# INPUT
//! Bulk import payloads.

use serde::{Deserialize, Serialize};

use crate::error::LedgerResult;
use crate::model::{Ledger, LedgerEntry, LedgerKey};

/// One ledger's worth of import data.
///
/// `ledger` is present when the ledger still has to be created; a record without
/// it appends to a ledger that already exists (created by an earlier chunk).
#[derive(Debug, Clone, PartialEq, Eq, Serialize, Deserialize)]
#[serde(rename_all = "camelCase")]
pub struct LedgerToEntries {
    #[serde(alias = "ledger_key")]
    pub ledger_key: LedgerKey,
    #[serde(default, skip_serializing_if = "Option::is_none")]
    pub ledger: Option<Ledger>,
    #[serde(default)]
    pub entries: Vec<LedgerEntry>,
}

impl LedgerToEntries {
    pub fn new(ledger_key: LedgerKey, ledger: Option<Ledger>, entries: Vec<LedgerEntry>) -> Self {
        Self {
            ledger_key,
            ledger,
            entries,
        }
    }

    pub fn has_ledger(&self) -> bool {
        self.ledger.is_some()
    }
}

/// A bounded group of import records submitted as one transaction.
#[derive(Debug, Clone, Default, PartialEq, Eq, Serialize, Deserialize)]
#[serde(rename_all = "camelCase")]
pub struct ImportChunk {
    #[serde(default, alias = "ledger_to_entries")]
    pub ledger_to_entries: Vec<LedgerToEntries>,
}

impl ImportChunk {
    pub fn new(ledger_to_entries: Vec<LedgerToEntries>) -> Self {
        Self { ledger_to_entries }
    }

    pub fn is_empty(&self) -> bool {
        self.ledger_to_entries.is_empty()
    }

    /// Number of records (ledger keys) in the chunk.
    pub fn ledger_count(&self) -> usize {
        self.ledger_to_entries.len()
    }

    pub fn entry_count(&self) -> usize {
        self.ledger_to_entries.iter().map(|r| r.entries.len()).sum()
    }

    /// Length of the compact JSON encoding.
    pub fn size_bytes(&self) -> LedgerResult<usize> {
        Ok(serde_json::to_vec(self)?.len())
    }

    pub fn first_correlation_id(&self) -> Option<&str> {
        self.ledger_to_entries
            .iter()
            .flat_map(|r| r.entries.first())
            .map(|e| e.correlation_id.as_str())
            .next()
    }

    pub fn last_correlation_id(&self) -> Option<&str> {
        self.ledger_to_entries
            .iter()
            .rev()
            .flat_map(|r| r.entries.last())
            .map(|e| e.correlation_id.as_str())
            .next()
    }

    /// First and last correlation ids in file order, if the chunk has any entries.
    pub fn correlation_range(&self) -> Option<(&str, &str)> {
        Some((self.first_correlation_id()?, self.last_correlation_id()?))
    }
}

/// Bulk import message: the chunk plus the signing authority.
#[derive(Debug, Clone, PartialEq, Eq, Serialize, Deserialize)]
#[serde(rename_all = "camelCase")]
pub struct MsgBulkImport {
    pub authority: String,
    #[serde(flatten)]
    pub chunk: ImportChunk,
}

impl MsgBulkImport {
    pub fn new(authority: impl Into<String>, chunk: ImportChunk) -> Self {
        Self {
            authority: authority.into(),
            chunk,
        }
    }
}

# AIM OF THE EXERCISE
The records above should be repeated word for word.

# TASK RESPONSE
//! Bulk import payloads.

use serde::{Deserialize, Serialize};

use crate::error::LedgerResult;
use crate::model::{Ledger, LedgerEntry, LedgerKey};

/// One ledger's worth of import data.
///
/// `ledger` is present when the ledger still has to be created; a record without
/// it appends to a ledger that already exists (created by an earlier chunk).
#[derive(Debug, Clone, PartialEq, Eq, Serialize, Deserialize)]
#[serde(rename_all = "camelCase")]
pub struct LedgerToEntries {
    #[serde(alias = "ledger_key")]
    pub ledger_key: LedgerKey,
    #[serde(default, skip_serializing_if = "Option::is_none")]
    pub ledger: Option<Ledger>,
    #[serde(default)]
    pub entries: Vec<LedgerEntry>,
}

impl LedgerToEntries {
    pub fn new(ledger_key: LedgerKey, ledger: Option<Ledger>, entries: Vec<LedgerEntry>) -> Self {
        Self {
            ledger_key,
            ledger,
            entries,
        }
    }

    pub fn has_ledger(&self) -> bool {
        self.ledger.is_some()
    }
}

/// A bounded group of import records submitted as one transaction.
#[derive(Debug, Clone, Default, PartialEq, Eq, Serialize, Deserialize)]
#[serde(rename_all = "camelCase")]
pub struct ImportChunk {
    #[serde(default, alias = "ledger_to_entries")]
    pub ledger_to_entries: Vec<LedgerToEntries>,
}

impl ImportChunk {
    pub fn new(ledger_to_entries: Vec<LedgerToEntries>) -> Self {
        Self { ledger_to_entries }
    }

    pub fn is_empty(&self) -> bool {
        self.ledger_to_entries.is_empty()
    }

    /// Number of records (ledger keys) in the chunk.
    pub fn ledger_count(&self) -> usize {
        self.ledger_to_entries.len()
    }

    pub fn entry_count(&self) -> usize {
        self.ledger_to_entries.iter().map(|r| r.entries.len()).sum()
    }

    /// Length of the compact JSON encoding.
    pub fn size_bytes(&self) -> LedgerResult<usize> {
        Ok(serde_json::to_vec(self)?.len())
    }

    pub fn first_correlation_id(&self) -> Option<&str> {
        self.ledger_to_entries
            .iter()
            .flat_map(|r| r.entries.first())
            .map(|e| e.correlation_id.as_str())
            .next()
    }

    pub fn last_correlation_id(&self) -> Option<&str> {
        self.ledger_to_entries
            .iter()
            .rev()
            .flat_map(|r| r.entries.last())
            .map(|e| e.correlation_id.as_str())
            .next()
    }

    /// First and last correlation ids in file order, if the chunk has any entries.
    pub fn correlation_range(&self) -> Option<(&str, &str)> {
        Some((self.first_correlation_id()?, self.last_correlation_id()?))
    }
}

/// Bulk import message: the chunk plus the signing authority.
#[derive(Debug, Clone, PartialEq, Eq, Serialize, Deserialize)]
#[serde(rename_all = "camelCase")]
pub struct MsgBulkImport {
    pub authority: String,
    #[serde(flatten)]
    pub chunk: ImportChunk,
}

impl MsgBulkImport {
    pub fn new(authority: impl Into<String>, chunk: ImportChunk) -> Self {
        Self {
            authority: authority.into(),
            chunk,
        }
    }
}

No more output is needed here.